The Paradise Syndrome: Environment, Boosters and Ranching along the Montana/Alberta Borderlands
Todd, Matthew 1979-
The history of cattle ranching on the Great Plains combines climate, grasslands, water, people and animals. Unfortunately, it also includes environmental missteps and catastrophes which has led to numerous negative histories that end on an environmental low-point. The resulting studies tend to blame rancher’s greed for damaging their environment, as opposed to finding an alternative explanation for their actions. Ranching histories, therefore, often follow a decline framework. The overarching message for these types of histories is that human interaction with the natural world is inherently negative. In short, historians have not been overly kind to cattle ranchers. This study complicates that history by examining why ranchers made the mistakes that they did and how they tried to correct them. It does not end on the environmental low point for the cattle industry but looks past it to consider what, if anything, was done to improve ranching methods. The discussion considers how ranching in Alberta and Montana started and why ranchers operated the way that they did.
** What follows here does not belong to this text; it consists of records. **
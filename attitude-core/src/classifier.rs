//! High-level prediction pipeline.
//!
//! [`AttitudeClassifier`] couples the model registry with preprocessing,
//! optional face cropping, and score derivation. Each call is independent and
//! stateless relative to other calls; the only shared state is the immutable
//! model handle and the label space.

use std::{path::Path, sync::Arc};

use image::DynamicImage;
use log::{Level, debug, error};

use attitude_utils::{load_image, timing_guard};

use crate::{
    error::ClassifyError,
    face_crop::{FaceDetector, crop_best_face},
    labels::LabelSpace,
    model::{ForwardPass, ModelRegistry},
    postprocess::{Prediction, apply_postprocess},
    preprocess::{PreprocessConfig, decode_image, preprocess_dynamic_image},
};

/// Classification pipeline over a shared model registry.
///
/// This is the main entry point for classifying an uploaded photograph.
#[derive(Debug)]
pub struct AttitudeClassifier {
    registry: Arc<ModelRegistry>,
    labels: LabelSpace,
    preprocess: PreprocessConfig,
    detector: Option<Arc<dyn FaceDetector>>,
}

impl AttitudeClassifier {
    /// Construct a classifier.
    ///
    /// # Arguments
    ///
    /// * `registry` - The shared model registry.
    /// * `labels` - The label space aligned with the model's output order.
    /// * `preprocess` - The preprocessing configuration.
    /// * `detector` - The resolved face-cropping stage; pass the result of
    ///   [`crate::face_crop::resolve_face_stage`] or `None` to disable it.
    pub fn new(
        registry: Arc<ModelRegistry>,
        labels: LabelSpace,
        preprocess: PreprocessConfig,
        detector: Option<Arc<dyn FaceDetector>>,
    ) -> Self {
        Self {
            registry,
            labels,
            preprocess,
            detector,
        }
    }

    /// Whether the face-cropping stage is active.
    pub fn face_detection_enabled(&self) -> bool {
        self.detector.is_some()
    }

    /// Access the underlying registry (for the health surface).
    pub fn registry(&self) -> &ModelRegistry {
        &self.registry
    }

    /// Classify an uploaded photograph.
    ///
    /// Readiness is checked before anything else so that a registry that
    /// failed at startup rejects every request identically, regardless of
    /// input. The remaining stages run in order: decode, optional face crop,
    /// preprocess, forward pass, score derivation. Any stage failure aborts
    /// the request; there are no retries and no partial results.
    ///
    /// # Arguments
    ///
    /// * `bytes` - Raw encoded image bytes.
    /// * `detect_face` - Whether the caller asked for face cropping. A silent
    ///   no-op when the stage is disabled.
    pub fn classify_bytes(
        &self,
        bytes: &[u8],
        detect_face: bool,
    ) -> Result<Prediction, ClassifyError> {
        let _guard = timing_guard("attitude_core::classify_bytes", Level::Debug);

        let model = self.registry.model()?;
        let decoded = decode_image(bytes)?;
        self.run_decoded(model, decoded, detect_face)
    }

    /// Classify a photograph stored on disk.
    ///
    /// Same pipeline as [`AttitudeClassifier::classify_bytes`]; an unreadable
    /// or malformed file surfaces as a decode failure.
    ///
    /// # Arguments
    ///
    /// * `path` - The path to the image file.
    /// * `detect_face` - Whether the caller asked for face cropping.
    pub fn classify_path<P: AsRef<Path>>(
        &self,
        path: P,
        detect_face: bool,
    ) -> Result<Prediction, ClassifyError> {
        let _guard = timing_guard("attitude_core::classify_path", Level::Debug);

        let model = self.registry.model()?;
        let decoded = load_image(path.as_ref()).map_err(|err| {
            match err.downcast::<image::ImageError>() {
                Ok(image_err) => ClassifyError::Decode(image_err),
                Err(other) => ClassifyError::inference(format!("failed to load image: {other:#}")),
            }
        })?;
        self.run_decoded(model, decoded, detect_face)
    }

    /// Run the shared tail of the pipeline on a decoded image.
    fn run_decoded(
        &self,
        model: Arc<dyn ForwardPass>,
        decoded: DynamicImage,
        detect_face: bool,
    ) -> Result<Prediction, ClassifyError> {
        let framed = self.frame(decoded, detect_face);
        let prepared = preprocess_dynamic_image(&framed, &self.preprocess)?;

        let output = {
            let _guard = timing_guard("attitude_core::forward_pass", Level::Debug);
            model
                .run(prepared.tensor)
                .inspect_err(|err| error!("forward pass failed: {err}"))?
        };

        let prediction = apply_postprocess(&output, &self.labels)
            .inspect_err(|err| error!("score derivation failed: {err}"))?;
        debug!(
            "classified {}x{} image as {} (confidence {:.3})",
            prepared.original_size.0, prepared.original_size.1, prediction.label,
            prediction.confidence
        );
        Ok(prediction)
    }

    /// Apply the optional cropping stage. Requesting face detection while the
    /// stage is disabled is a silent no-op, mirroring the documented
    /// full-image fallback.
    fn frame(&self, decoded: DynamicImage, detect_face: bool) -> DynamicImage {
        match (&self.detector, detect_face) {
            (Some(detector), true) => crop_best_face(&decoded, detector.as_ref()),
            _ => decoded,
        }
    }
}
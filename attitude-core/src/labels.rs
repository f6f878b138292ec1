//! Ordered output label space for the attitude classifier.
//!
//! The label order is fixed at training time: index `i` in the label space
//! corresponds exactly to output index `i` of the model's score vector. This
//! correspondence is a contract the rest of the pipeline relies on and must
//! never be reordered at serving time.

use anyhow::Result;
use std::collections::HashSet;

/// The attitude categories the shipped model was trained against, in
/// training-time output order.
pub const DEFAULT_LABELS: [&str; 3] = ["NEGATIVE", "NEUTRAL", "POSITIVE"];

/// Fixed ordered set of output class names.
#[derive(Debug, Clone, PartialEq, Eq)]
pub struct LabelSpace {
    labels: Vec<String>,
}

impl LabelSpace {
    /// Build a label space from an ordered list of class names.
    ///
    /// The list must be non-empty and free of duplicates; the given order is
    /// preserved and must match the model's output index order.
    pub fn new<I, S>(labels: I) -> Result<Self>
    where
        I: IntoIterator<Item = S>,
        S: Into<String>,
    {
        let labels: Vec<String> = labels.into_iter().map(Into::into).collect();
        anyhow::ensure!(!labels.is_empty(), "label space must not be empty");

        let mut seen = HashSet::new();
        for label in &labels {
            anyhow::ensure!(seen.insert(label.as_str()), "duplicate label: {label}");
        }

        Ok(Self { labels })
    }

    /// Number of output classes.
    pub fn len(&self) -> usize {
        self.labels.len()
    }

    /// Always `false`: construction rejects empty label spaces.
    pub fn is_empty(&self) -> bool {
        self.labels.is_empty()
    }

    /// Label at output index `index`, if in range.
    pub fn get(&self, index: usize) -> Option<&str> {
        self.labels.get(index).map(String::as_str)
    }

    /// Iterate over labels in output-index order.
    pub fn iter(&self) -> impl Iterator<Item = &str> {
        self.labels.iter().map(String::as_str)
    }
}

impl Default for LabelSpace {
    fn default() -> Self {
        Self {
            labels: DEFAULT_LABELS.iter().map(|s| s.to_string()).collect(),
        }
    }
}

#[cfg(test)]
mod tests {
    use super::*;

    #[test]
    fn default_labels_keep_training_order() {
        let labels = LabelSpace::default();
        assert_eq!(labels.len(), 3);
        assert_eq!(labels.get(0), Some("NEGATIVE"));
        assert_eq!(labels.get(1), Some("NEUTRAL"));
        assert_eq!(labels.get(2), Some("POSITIVE"));
        assert_eq!(labels.get(3), None);
    }

    #[test]
    fn custom_labels_preserve_given_order() {
        let labels = LabelSpace::new(["B", "A", "C"]).expect("valid labels");
        let collected: Vec<&str> = labels.iter().collect();
        assert_eq!(collected, vec!["B", "A", "C"]);
    }

    #[test]
    fn rejects_empty_label_space() {
        let labels: [&str; 0] = [];
        assert!(LabelSpace::new(labels).is_err());
    }

    #[test]
    fn rejects_duplicate_labels() {
        assert!(LabelSpace::new(["A", "B", "A"]).is_err());
    }
}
It argues that ranchers in both places started their operations with a fundamentally flawed understanding of the environment because the climate, grasslands and economic potential of the area had been a favorite topic for boosters during the 1870-1880s. What resulted was the importation of thousands of cattle and inappropriate ranching methods. After several years of temporary equilibrium in 1886/1887 a drought and hard winter occurred. By spring it was realized that thousands of cattle had frozen or starved to death where they stood. However, the disaster was not the end of the cattle industry in either Montana or Alberta. Ranchers on both sides of the border tried (often successfully) to adapt to their environment in order to continue in their industry. It is the recognition of a flawed understanding of the environment and then trying to adapt to it that forms the backbone of this work. This study is also a bioregional history of the nineteenth century Montana and Alberta borderlands. As such, it examines how people and governments responded to an environment and climate misrepresented by booster literature and government policy. The work itself is bioregional, yet also deals with broader ideas of nation building, borderland economics, the concept of natural disaster, and indigenous displacement.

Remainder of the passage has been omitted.